L’équipement est plutôt complet : vitres électriques, coussins gonflables pour conducteur et passagers, régulateur de vitesse, verrouillage central, direction assistée, colonne de direction télescopique alors que la climatisation est en option, ainsi que le lecteur 6 CD, installé en concession. On est loin des origines purement utilitaires du Samurai. Chez nous, le X-90 est offert à 17 995 $, comparé au Sidekick de base, vendu 15 995 $.

Après avoir établi les faits, reposons la question : de quoi s’agit-il? D’un vrai 4x4 axé sur la conduite hors route? Non, même s’il a une garde au sol de 160 mm, il n’en a pas les pneus. D’une routière? Non, il a un châssis de camion et il est trop bruyant. D’une voiture sport? Non, malgré ses deux places, il n’en offre pas la tenue de route ni la vitesse. D’un utilitaire? Non, il n’a que deux places et son coffre est limité à 237 litres.Bref, le X-90 apparaît comme une réponse à une question que personne ne s’est jamais posée. Dans son essai pour Top Gear, Jeremy Clarkson le qualifie de « voiture à l’allure la plus stupide que j’ai vue de ma vie ».

Photo: Suzuki

Espoirs déçus

Très vite, les espérances de Suzuki (soit de produire 2 000 X-90 par mois et en exporter la majorité vers les États-Unis) apparaissent gravement irréalistes.
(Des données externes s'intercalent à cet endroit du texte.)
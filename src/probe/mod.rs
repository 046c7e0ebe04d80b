//! Reachability probes.
//!
//! Supports ICMP and TCP ping plus an SNMP uptime query, and turns their
//! outcome into the observation and raw sample fed to the status tracker.

mod ping;
mod snmp;
mod tcp;

pub use ping::*;
pub use snmp::*;
pub use tcp::*;

use std::time::Duration;
use thiserror::Error;

use crate::db::{Device, PingMethod};
use crate::status::{
    strip_quotes, validate_result, AvailabilityMode, Observation, ProbeResult, SNMP_NOT_REQUIRED,
};

/// Probe error types.
#[derive(Error, Debug)]
pub enum ProbeError {
    #[error("timed out after {0:?}")]
    Timeout(Duration),
    #[error("network error: {0}")]
    Network(String),
    #[error("invalid configuration: {0}")]
    Config(String),
    #[error("command failed: {0}")]
    Command(String),
    #[error("malformed response: {0}")]
    Protocol(String),
}

/// Combine individual check results into an up/down observation.
///
/// SNMP that does not apply to the device (v1/v2c with no community) is
/// treated as passing.
pub fn observe(
    mode: AvailabilityMode,
    ping_ok: bool,
    snmp_ok: bool,
    snmp_applicable: bool,
) -> Observation {
    let snmp_ok = snmp_ok || !snmp_applicable;
    let up = match mode {
        AvailabilityMode::None => true,
        AvailabilityMode::Ping => ping_ok,
        AvailabilityMode::Snmp => snmp_ok,
        AvailabilityMode::SnmpAndPing => ping_ok && snmp_ok,
        AvailabilityMode::SnmpOrPing => ping_ok || snmp_ok,
    };
    if up {
        Observation::Up
    } else {
        Observation::Down
    }
}

/// Run every check the device's availability mode calls for.
pub async fn probe_device(device: &Device) -> (Observation, ProbeResult) {
    let mode = device.availability_method;
    let snmp_applicable = device.health.snmp_applicable();
    let mut result = ProbeResult::default();

    let ping_ok = if mode.uses_ping() {
        let outcome = ping_device(device).await;
        let ok = outcome.is_ok();
        (result.ping_status, result.ping_response) = describe(device.ping_method.label(), outcome);
        ok
    } else {
        result.ping_response = "Device does not require ping".to_string();
        false
    };

    let snmp_ok = if mode.uses_snmp() && snmp_applicable {
        let outcome = snmp_device(device).await;
        let ok = outcome.is_ok();
        (result.snmp_status, result.snmp_response) = describe("SNMP", outcome);
        ok
    } else {
        result.snmp_response = SNMP_NOT_REQUIRED.to_string();
        false
    };

    (observe(mode, ping_ok, snmp_ok, snmp_applicable), result)
}

/// Ping a device, retrying up to `ping_retries` attempts in total.
async fn ping_device(device: &Device) -> Result<f64, ProbeError> {
    let timeout = Duration::from_millis(device.ping_timeout_ms.max(1));
    let attempts = device.ping_retries.max(1);

    let mut last_err = ProbeError::Timeout(timeout);
    for attempt in 1..=attempts {
        let result = match device.ping_method {
            PingMethod::Icmp => run_ping_probe(&device.hostname, timeout).await,
            PingMethod::Tcp => run_tcp_probe(&device.hostname, device.ping_port, timeout).await,
        };
        match result {
            Ok(ms) => return Ok(ms),
            Err(e) => {
                tracing::debug!(
                    "{} attempt {}/{} for {} failed: {}",
                    device.ping_method.label(),
                    attempt,
                    attempts,
                    device.hostname,
                    e
                );
                last_err = e;
            }
        }
    }
    Err(last_err)
}

async fn snmp_device(device: &Device) -> Result<f64, ProbeError> {
    let target = SnmpTarget {
        host: device.hostname.clone(),
        port: device.snmp_port,
        community: device.health.snmp_community.clone(),
        version: device.health.snmp_version,
        timeout: Duration::from_millis(device.snmp_timeout_ms.max(1)),
    };
    let reply = run_snmp_probe(&target).await?;
    tracing::debug!(
        "SNMP agent {} answered: error status {}, uptime {:?} ticks",
        target.host,
        reply.pdu.error_status,
        reply.pdu.uptime_ticks
    );
    Ok(reply.latency_ms)
}

/// Sample text and diagnostic for one probe outcome.
fn describe(label: &str, outcome: Result<f64, ProbeError>) -> (String, String) {
    match outcome {
        Ok(ms) => (
            clean_sample(&format!("{:.3}", ms)),
            format!("{} Ping Success ({:.3} ms)", label, ms),
        ),
        Err(ProbeError::Timeout(_)) => (clean_sample("down"), format!("{} ping Timed out", label)),
        Err(e) => (clean_sample("down"), format!("{} ping failed: {}", label, e)),
    }
}

/// Normalize a raw sample; anything non-numeric becomes the unknown marker.
pub fn clean_sample(raw: &str) -> String {
    let mut sample = strip_quotes(raw);
    validate_result(&mut sample);
    sample
}

impl PingMethod {
    /// Name used in probe diagnostics.
    pub fn label(self) -> &'static str {
        match self {
            PingMethod::Icmp => "ICMP",
            PingMethod::Tcp => "TCP",
        }
    }
}

#[cfg(test)]
mod tests {
    use super::*;

    #[test]
    fn test_observe_single_checks() {
        assert_eq!(observe(AvailabilityMode::None, false, false, true), Observation::Up);
        assert_eq!(observe(AvailabilityMode::Ping, true, false, true), Observation::Up);
        assert_eq!(observe(AvailabilityMode::Ping, false, true, true), Observation::Down);
        assert_eq!(observe(AvailabilityMode::Snmp, false, true, true), Observation::Up);
        assert_eq!(observe(AvailabilityMode::Snmp, true, false, true), Observation::Down);
        assert_eq!(observe(AvailabilityMode::Snmp, false, false, false), Observation::Up);
    }

    #[test]
    fn test_observe_combined_checks() {
        use AvailabilityMode::{SnmpAndPing, SnmpOrPing};

        assert_eq!(observe(SnmpAndPing, true, true, true), Observation::Up);
        assert_eq!(observe(SnmpAndPing, true, false, true), Observation::Down);
        assert_eq!(observe(SnmpAndPing, false, true, true), Observation::Down);
        assert_eq!(observe(SnmpAndPing, true, false, false), Observation::Up);

        assert_eq!(observe(SnmpOrPing, false, true, true), Observation::Up);
        assert_eq!(observe(SnmpOrPing, true, false, true), Observation::Up);
        assert_eq!(observe(SnmpOrPing, false, false, true), Observation::Down);
        assert_eq!(observe(SnmpOrPing, false, false, false), Observation::Up);
    }

    #[test]
    fn test_describe_outcomes() {
        let (status, response) = describe("ICMP", Ok(12.3456));
        assert_eq!(status, "12.346");
        assert_eq!(response, "ICMP Ping Success (12.346 ms)");

        let (status, response) = describe("TCP", Err(ProbeError::Timeout(Duration::from_millis(400))));
        assert_eq!(status, "U");
        assert_eq!(response, "TCP ping Timed out");

        let (status, response) = describe("SNMP", Err(ProbeError::Network("refused".to_string())));
        assert_eq!(status, "U");
        assert_eq!(response, "SNMP ping failed: network error: refused");
    }

    #[test]
    fn test_clean_sample() {
        assert_eq!(clean_sample("'4.200'"), "4.200");
        assert_eq!(clean_sample("7 ms"), "7");
        assert_eq!(clean_sample("timeout"), "U");
    }

    #[test]
    fn test_probe_device_without_checks() {
        let device = Device {
            hostname: "192.0.2.1".to_string(),
            availability_method: AvailabilityMode::None,
            ..Default::default()
        };
        let (observed, result) = tokio_test::block_on(probe_device(&device));
        assert_eq!(observed, Observation::Up);
        assert_eq!(result.ping_status, "U");
        assert_eq!(result.snmp_response, SNMP_NOT_REQUIRED);
    }
}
Seuls 7 205 exemplaires y seront écoulés, et encore, les concessionnaires devront consentir des rabais allant jusqu’à 25%.

Le modèle est supprimé à la fin du millésime 1998. De nombreux invendus seront écoulés en 1999. De toute façon, Suzuki a d’autres chats à fouetter car elle s’apprête à lancer la deuxième génération d’Escudo (qui deviendra les Vitara et Grand Vitara chez nous à partir de 1999). Le X-90 n’aura pas eu le temps de connaître des évolutions. On peut cependant noter en Europe une série spéciale « Philippe Cousteau », du nom du cinématographe des océans, décédé en 1979. C’est quoi le rapport?

Aujourd’hui, le Suzuki X-90 figure régulièrement sur des listes des pires autos (Top Gear, Motor Trend…) et c’est mérité. Si les années 90 ont été une décennie d’expérimentation, Suzuki a clairement joué à l’apprenti sorcier en mélangeant des genres qui n’auraient pas dû l’être. Et comme si cela ne suffisait pas, Honda et Toyota lançaient presque en même temps les RAV4 et CR-V. Le X-90 n’avait aucune chance!